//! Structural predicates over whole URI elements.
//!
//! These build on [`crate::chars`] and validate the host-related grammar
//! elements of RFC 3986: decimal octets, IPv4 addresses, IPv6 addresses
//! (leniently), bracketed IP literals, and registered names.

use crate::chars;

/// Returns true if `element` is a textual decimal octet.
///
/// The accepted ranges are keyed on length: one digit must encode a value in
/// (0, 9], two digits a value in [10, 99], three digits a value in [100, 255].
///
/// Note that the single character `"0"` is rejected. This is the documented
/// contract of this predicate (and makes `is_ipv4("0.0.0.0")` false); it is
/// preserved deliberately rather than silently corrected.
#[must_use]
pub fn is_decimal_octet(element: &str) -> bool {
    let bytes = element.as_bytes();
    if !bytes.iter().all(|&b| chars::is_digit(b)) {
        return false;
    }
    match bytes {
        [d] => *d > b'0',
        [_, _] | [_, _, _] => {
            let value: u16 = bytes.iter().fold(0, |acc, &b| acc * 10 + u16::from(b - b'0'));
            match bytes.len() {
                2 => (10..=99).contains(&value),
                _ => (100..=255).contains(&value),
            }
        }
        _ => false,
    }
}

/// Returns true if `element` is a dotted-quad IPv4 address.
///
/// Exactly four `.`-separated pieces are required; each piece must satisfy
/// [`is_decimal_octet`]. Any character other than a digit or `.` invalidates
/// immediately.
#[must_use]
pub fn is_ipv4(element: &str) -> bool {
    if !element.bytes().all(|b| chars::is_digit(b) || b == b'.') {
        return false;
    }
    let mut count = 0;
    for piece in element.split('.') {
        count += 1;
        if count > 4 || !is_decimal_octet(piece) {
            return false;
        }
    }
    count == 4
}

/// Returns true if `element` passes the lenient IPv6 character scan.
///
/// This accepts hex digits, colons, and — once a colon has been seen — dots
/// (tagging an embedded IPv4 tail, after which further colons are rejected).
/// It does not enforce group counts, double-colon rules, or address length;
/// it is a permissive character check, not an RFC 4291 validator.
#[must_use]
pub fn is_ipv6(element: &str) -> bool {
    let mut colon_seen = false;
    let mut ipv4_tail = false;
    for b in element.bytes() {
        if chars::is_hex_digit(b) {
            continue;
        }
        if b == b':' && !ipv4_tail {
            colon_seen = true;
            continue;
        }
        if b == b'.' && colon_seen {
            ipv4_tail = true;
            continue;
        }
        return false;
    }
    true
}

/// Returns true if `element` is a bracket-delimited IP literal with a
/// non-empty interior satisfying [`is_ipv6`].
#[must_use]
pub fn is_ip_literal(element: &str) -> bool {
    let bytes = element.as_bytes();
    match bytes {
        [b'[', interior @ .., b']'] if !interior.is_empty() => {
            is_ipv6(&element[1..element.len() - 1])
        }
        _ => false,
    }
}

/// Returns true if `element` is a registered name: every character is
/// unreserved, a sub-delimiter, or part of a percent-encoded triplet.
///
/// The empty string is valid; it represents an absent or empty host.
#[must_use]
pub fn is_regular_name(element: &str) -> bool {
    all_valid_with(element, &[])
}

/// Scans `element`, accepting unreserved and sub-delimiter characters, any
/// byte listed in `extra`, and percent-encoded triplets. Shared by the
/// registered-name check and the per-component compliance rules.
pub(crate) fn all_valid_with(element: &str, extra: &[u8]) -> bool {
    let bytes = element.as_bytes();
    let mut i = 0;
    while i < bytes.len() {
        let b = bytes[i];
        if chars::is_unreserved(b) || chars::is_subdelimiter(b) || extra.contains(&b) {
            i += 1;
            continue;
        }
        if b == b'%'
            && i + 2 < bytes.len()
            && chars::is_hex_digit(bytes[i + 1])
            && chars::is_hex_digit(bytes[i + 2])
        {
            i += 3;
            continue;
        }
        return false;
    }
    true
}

--

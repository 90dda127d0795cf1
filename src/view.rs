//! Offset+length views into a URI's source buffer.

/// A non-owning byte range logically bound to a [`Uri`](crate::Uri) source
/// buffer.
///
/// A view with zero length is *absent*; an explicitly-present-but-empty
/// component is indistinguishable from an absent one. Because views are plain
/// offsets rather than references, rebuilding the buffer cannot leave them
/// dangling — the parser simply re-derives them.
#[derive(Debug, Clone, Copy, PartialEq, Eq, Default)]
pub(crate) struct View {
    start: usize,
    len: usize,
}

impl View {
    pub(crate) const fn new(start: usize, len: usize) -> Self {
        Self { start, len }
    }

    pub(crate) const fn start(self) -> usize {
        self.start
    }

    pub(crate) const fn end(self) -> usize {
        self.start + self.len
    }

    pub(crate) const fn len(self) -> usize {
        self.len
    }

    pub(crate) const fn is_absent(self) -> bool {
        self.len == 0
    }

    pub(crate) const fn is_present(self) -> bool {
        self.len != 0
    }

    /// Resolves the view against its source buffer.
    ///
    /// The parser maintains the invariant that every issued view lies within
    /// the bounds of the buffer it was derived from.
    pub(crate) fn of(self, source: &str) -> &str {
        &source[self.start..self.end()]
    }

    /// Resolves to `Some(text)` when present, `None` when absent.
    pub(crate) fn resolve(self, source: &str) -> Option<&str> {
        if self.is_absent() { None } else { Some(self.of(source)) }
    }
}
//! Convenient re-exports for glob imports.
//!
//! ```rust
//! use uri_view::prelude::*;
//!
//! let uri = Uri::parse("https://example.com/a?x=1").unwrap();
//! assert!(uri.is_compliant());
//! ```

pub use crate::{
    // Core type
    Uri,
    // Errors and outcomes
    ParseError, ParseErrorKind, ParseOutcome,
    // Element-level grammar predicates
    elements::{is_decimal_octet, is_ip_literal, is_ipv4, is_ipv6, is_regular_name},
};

==

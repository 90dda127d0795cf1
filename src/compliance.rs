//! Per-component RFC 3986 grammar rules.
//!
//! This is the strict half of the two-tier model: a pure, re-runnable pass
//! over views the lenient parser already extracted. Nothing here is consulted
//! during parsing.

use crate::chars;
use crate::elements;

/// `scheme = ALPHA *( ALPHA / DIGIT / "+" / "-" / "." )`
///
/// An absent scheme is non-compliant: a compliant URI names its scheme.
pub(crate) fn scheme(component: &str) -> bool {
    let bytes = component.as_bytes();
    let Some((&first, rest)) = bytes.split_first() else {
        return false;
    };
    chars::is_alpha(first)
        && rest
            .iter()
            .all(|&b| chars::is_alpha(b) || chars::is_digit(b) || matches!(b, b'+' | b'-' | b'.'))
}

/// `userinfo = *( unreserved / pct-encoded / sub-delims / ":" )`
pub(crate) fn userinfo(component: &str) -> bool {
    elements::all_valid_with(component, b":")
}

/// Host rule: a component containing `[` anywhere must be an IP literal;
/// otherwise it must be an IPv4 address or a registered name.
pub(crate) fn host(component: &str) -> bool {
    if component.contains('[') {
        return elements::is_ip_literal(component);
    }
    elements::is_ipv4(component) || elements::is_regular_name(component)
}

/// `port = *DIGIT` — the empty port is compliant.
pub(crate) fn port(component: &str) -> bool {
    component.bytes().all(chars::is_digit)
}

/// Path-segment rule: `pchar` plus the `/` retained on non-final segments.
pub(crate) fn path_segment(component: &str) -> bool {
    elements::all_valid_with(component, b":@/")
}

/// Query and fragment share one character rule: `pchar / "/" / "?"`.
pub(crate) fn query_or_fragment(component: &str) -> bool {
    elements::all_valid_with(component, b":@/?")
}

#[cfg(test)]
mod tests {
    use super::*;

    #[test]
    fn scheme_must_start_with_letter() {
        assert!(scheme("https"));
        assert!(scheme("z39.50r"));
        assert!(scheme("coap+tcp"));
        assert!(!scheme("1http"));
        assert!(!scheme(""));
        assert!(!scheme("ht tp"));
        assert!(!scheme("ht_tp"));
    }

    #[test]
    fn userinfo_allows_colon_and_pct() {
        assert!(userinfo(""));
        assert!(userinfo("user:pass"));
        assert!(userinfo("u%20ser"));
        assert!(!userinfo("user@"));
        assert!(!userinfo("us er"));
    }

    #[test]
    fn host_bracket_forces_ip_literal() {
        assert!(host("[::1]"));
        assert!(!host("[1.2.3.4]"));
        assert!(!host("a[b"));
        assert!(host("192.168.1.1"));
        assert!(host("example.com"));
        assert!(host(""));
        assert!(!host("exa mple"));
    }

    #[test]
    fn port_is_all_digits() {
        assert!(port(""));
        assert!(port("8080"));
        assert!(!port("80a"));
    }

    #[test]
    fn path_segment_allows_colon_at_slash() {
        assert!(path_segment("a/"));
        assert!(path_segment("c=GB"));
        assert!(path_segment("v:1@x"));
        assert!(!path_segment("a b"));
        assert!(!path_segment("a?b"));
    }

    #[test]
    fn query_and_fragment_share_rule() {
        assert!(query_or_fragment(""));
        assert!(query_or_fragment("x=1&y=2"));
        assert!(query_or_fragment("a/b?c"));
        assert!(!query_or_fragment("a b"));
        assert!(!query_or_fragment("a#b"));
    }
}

» EXERCISE DESCRIPTION: Take the entries above and copy out all lines with the string "filename".

» COMPLETED TASK:
filename src/view.rs
filename src/compliance.rs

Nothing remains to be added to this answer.